## WHAT YOU WILL DO
For every line in the records below that contains the word "ConnectionLifecycle", add one to a count, and report only that count.

Stored entries
//! Connection lifecycle hooks
//!
//! The protocol engine reports connects and disconnects here. A connect
//! creates the registry entry and immediately asks the device for its full
//! configuration; a disconnect applies the configured [`DisconnectPolicy`].
//! A disconnect only removes state owned by the connection that ends, so a
//! device that reconnects while the old session is still closing keeps it.

use rust_ocpp::v1_6::messages::get_configuration::GetConfigurationRequest;
use serde::{Deserialize, Serialize};
use tracing::{info, warn};

use crate::application::commands::SharedCommandPort;
use crate::application::handlers::SharedHandler;
use crate::application::ports::SharedSnapshotSink;
use crate::application::registry::SharedRegistry;

/// What happens to a charge point's state when its connection closes.
#[derive(Debug, Clone, Copy, Default, PartialEq, Eq, Serialize, Deserialize)]
#[serde(rename_all = "lowercase")]
pub enum DisconnectPolicy {
    /// Drop the entry; only the last periodic snapshot survives.
    #[default]
    Discard,
    /// Persist a snapshot first, then drop the entry.
    Snapshot,
}

pub struct ConnectionLifecycle {
    registry: SharedRegistry,
    handler: SharedHandler,
    commands: SharedCommandPort,
    snapshots: Option<SharedSnapshotSink>,
    policy: DisconnectPolicy,
}

impl ConnectionLifecycle {
    pub fn new(
        registry: SharedRegistry,
        handler: SharedHandler,
        commands: SharedCommandPort,
        snapshots: Option<SharedSnapshotSink>,
        policy: DisconnectPolicy,
    ) -> Self {
        Self {
            registry,
            handler,
            commands,
            snapshots,
            policy,
        }
    }

    /// A charge point completed its WebSocket handshake.
    ///
    /// Returns the connection generation to hand to [`disconnected`](Self::disconnected).
    pub fn connected(&self, charge_point_id: &str) -> u64 {
        let registration = self.registry.connect(charge_point_id);
        self.request_configuration(charge_point_id);
        registration.generation
    }

    /// The session of connection `generation` has closed.
    pub async fn disconnected(&self, charge_point_id: &str, generation: u64) {
        if self.policy == DisconnectPolicy::Snapshot {
            match &self.snapshots {
                Some(sink) => sink.save_now().await,
                None => warn!(charge_point_id, "Snapshot-on-disconnect requested without a store"),
            }
        }
        // Checked after the save: the device may have reconnected meanwhile.
        if self.registry.disconnect(charge_point_id, generation).is_some() {
            info!(charge_point_id, policy = ?self.policy, "Charge point disconnected");
        }
    }

    fn request_configuration(&self, charge_point_id: &str) {
        let handler = self.handler.clone();
        let cp_id = charge_point_id.to_string();
        let submitted = self.commands.get_configuration(
            charge_point_id,
            GetConfigurationRequest { key: None },
            Box::new(move |result| handler.on_get_configuration_result(&cp_id, result)),
        );
        if let Err(e) = submitted {
            warn!(charge_point_id, error = %e, "Could not request configuration");
        }
    }
}

#[cfg(test)]
mod tests {
    use std::sync::atomic::{AtomicUsize, Ordering};
    use std::sync::{Arc, Mutex};

    use async_trait::async_trait;
    use tokio::sync::Notify;
    use rust_ocpp::v1_6::messages::get_configuration::GetConfigurationResponse;
    use rust_ocpp::v1_6::messages::remote_start_transaction::{
        RemoteStartTransactionRequest, RemoteStartTransactionResponse,
    };
    use rust_ocpp::v1_6::messages::remote_stop_transaction::{
        RemoteStopTransactionRequest, RemoteStopTransactionResponse,
    };
    use rust_ocpp::v1_6::messages::reset::{ResetRequest, ResetResponse};

    use super::*;
    use crate::application::commands::{CommandError, CommandPort, Completion};
    use crate::application::handlers::{CentralSystem, CentralSystemHandler, HandlerSettings};
    use crate::application::ports::SnapshotSink;
    use crate::application::registry::ChargePointRegistry;

    /// Answers GetConfiguration synchronously with a fixed payload.
    struct ConfigAnswering {
        requests: AtomicUsize,
    }

    impl CommandPort for ConfigAnswering {
        fn get_configuration(
            &self,
            _charge_point_id: &str,
            request: GetConfigurationRequest,
            on_complete: Completion<GetConfigurationResponse>,
        ) -> Result<(), CommandError> {
            assert!(request.key.is_none());
            self.requests.fetch_add(1, Ordering::SeqCst);
            let response = serde_json::from_value(serde_json::json!({
                "configurationKey": [{"key": "MeterValueSampleInterval", "readonly": false, "value": "60"}]
            }))
            .unwrap();
            on_complete(Ok(response));
            Ok(())
        }

        fn reset(&self, _: &str, _: ResetRequest, _: Completion<ResetResponse>) -> Result<(), CommandError> {
            unreachable!()
        }

        fn remote_start_transaction(
            &self,
            _: &str,
            _: RemoteStartTransactionRequest,
            _: Completion<RemoteStartTransactionResponse>,
        ) -> Result<(), CommandError> {
            unreachable!()
        }

        fn remote_stop_transaction(
            &self,
            _: &str,
            _: RemoteStopTransactionRequest,
            _: Completion<RemoteStopTransactionResponse>,
        ) -> Result<(), CommandError> {
            unreachable!()
        }
    }

    /// Records which charge points were present at each save.
    struct RecordingSink {
        registry: SharedRegistry,
        saves: Mutex<Vec<Vec<String>>>,
    }

    #[async_trait]
    impl SnapshotSink for RecordingSink {
        async fn save_now(&self) {
            self.saves.lock().unwrap().push(self.registry.ids());
        }
    }

    /// Holds every save open until released.
    struct GatedSink {
        entered: Notify,
        release: Notify,
    }

    #[async_trait]
    impl SnapshotSink for GatedSink {
        async fn save_now(&self) {
            self.entered.notify_one();
            self.release.notified().await;
        }
    }

    fn lifecycle(policy: DisconnectPolicy) -> (ConnectionLifecycle, SharedRegistry, Arc<RecordingSink>, Arc<ConfigAnswering>) {
        let registry = ChargePointRegistry::shared();
        let handler = Arc::new(CentralSystem::new(registry.clone(), HandlerSettings::default()));
        let commands = Arc::new(ConfigAnswering {
            requests: AtomicUsize::new(0),
        });
        let sink = Arc::new(RecordingSink {
            registry: registry.clone(),
            saves: Mutex::new(Vec::new()),
        });
        let lifecycle = ConnectionLifecycle::new(
            registry.clone(),
            handler,
            commands.clone(),
            Some(sink.clone()),
            policy,
        );
        (lifecycle, registry, sink, commands)
    }

    #[tokio::test]
    async fn connect_registers_and_fetches_configuration() {
        let (lifecycle, registry, _, commands) = lifecycle(DisconnectPolicy::Discard);
        lifecycle.connected("CP1");

        assert_eq!(commands.requests.load(Ordering::SeqCst), 1);
        let cp = registry.get("CP1").unwrap();
        assert_eq!(cp.configuration.len(), 1);
        assert_eq!(cp.configuration[0].key, "MeterValueSampleInterval");
    }

    #[tokio::test]
    async fn discard_policy_drops_entry_without_saving() {
        let (lifecycle, registry, sink, _) = lifecycle(DisconnectPolicy::Discard);
        let generation = lifecycle.connected("CP1");
        lifecycle.disconnected("CP1", generation).await;

        assert!(!registry.contains("CP1"));
        assert!(sink.saves.lock().unwrap().is_empty());
    }

    #[tokio::test]
    async fn snapshot_policy_saves_before_removal() {
        let (lifecycle, registry, sink, _) = lifecycle(DisconnectPolicy::Snapshot);
        let generation = lifecycle.connected("CP1");
        lifecycle.disconnected("CP1", generation).await;

        assert!(!registry.contains("CP1"));
        assert_eq!(*sink.saves.lock().unwrap(), vec![vec!["CP1".to_string()]]);
    }

    #[tokio::test]
    async fn replaced_connection_closing_keeps_live_entry() {
        let (lifecycle, registry, _, _) = lifecycle(DisconnectPolicy::Discard);
        let old = lifecycle.connected("CP1");
        let new = lifecycle.connected("CP1");

        lifecycle.disconnected("CP1", old).await;
        assert!(registry.contains("CP1"));

        lifecycle.disconnected("CP1", new).await;
        assert!(!registry.contains("CP1"));
    }

    #[tokio::test]
    async fn reconnect_during_disconnect_save_keeps_device() {
        let registry = ChargePointRegistry::shared();
        let handler = Arc::new(CentralSystem::new(registry.clone(), HandlerSettings::default()));
        let sink = Arc::new(GatedSink {
            entered: Notify::new(),
            release: Notify::new(),
        });
        let lifecycle = Arc::new(ConnectionLifecycle::new(
            registry.clone(),
            handler.clone(),
            Arc::new(ConfigAnswering {
                requests: AtomicUsize::new(0),
            }),
            Some(sink.clone()),
            DisconnectPolicy::Snapshot,
        ));

        let old = lifecycle.connected("CP1");
        let closing = tokio::spawn({
            let lifecycle = lifecycle.clone();
            async move { lifecycle.disconnected("CP1", old).await }
        });

        sink.entered.notified().await;
        lifecycle.connected("CP1");
        sink.release.notify_one();
        closing.await.unwrap();

        assert!(registry.contains("CP1"));
        let reply = handler.on_start_transaction(
            "CP1",
            serde_json::from_value(serde_json::json!({
                "connectorId": 1,
                "idTag": "TAG",
                "meterStart": 0,
                "timestamp": "2024-01-01T10:00:00Z"
            }))
            .unwrap(),
        );
        assert_eq!(reply.unwrap().transaction_id, 0);
    }

    #[test]
    fn policy_parses_from_lowercase() {
        let p: DisconnectPolicy = serde_json::from_value(serde_json::json!("snapshot")).unwrap();
        assert_eq!(p, DisconnectPolicy::Snapshot);
        assert_eq!(DisconnectPolicy::default(), DisconnectPolicy::Discard);
    }
}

## EXERCISE OUTPUT
5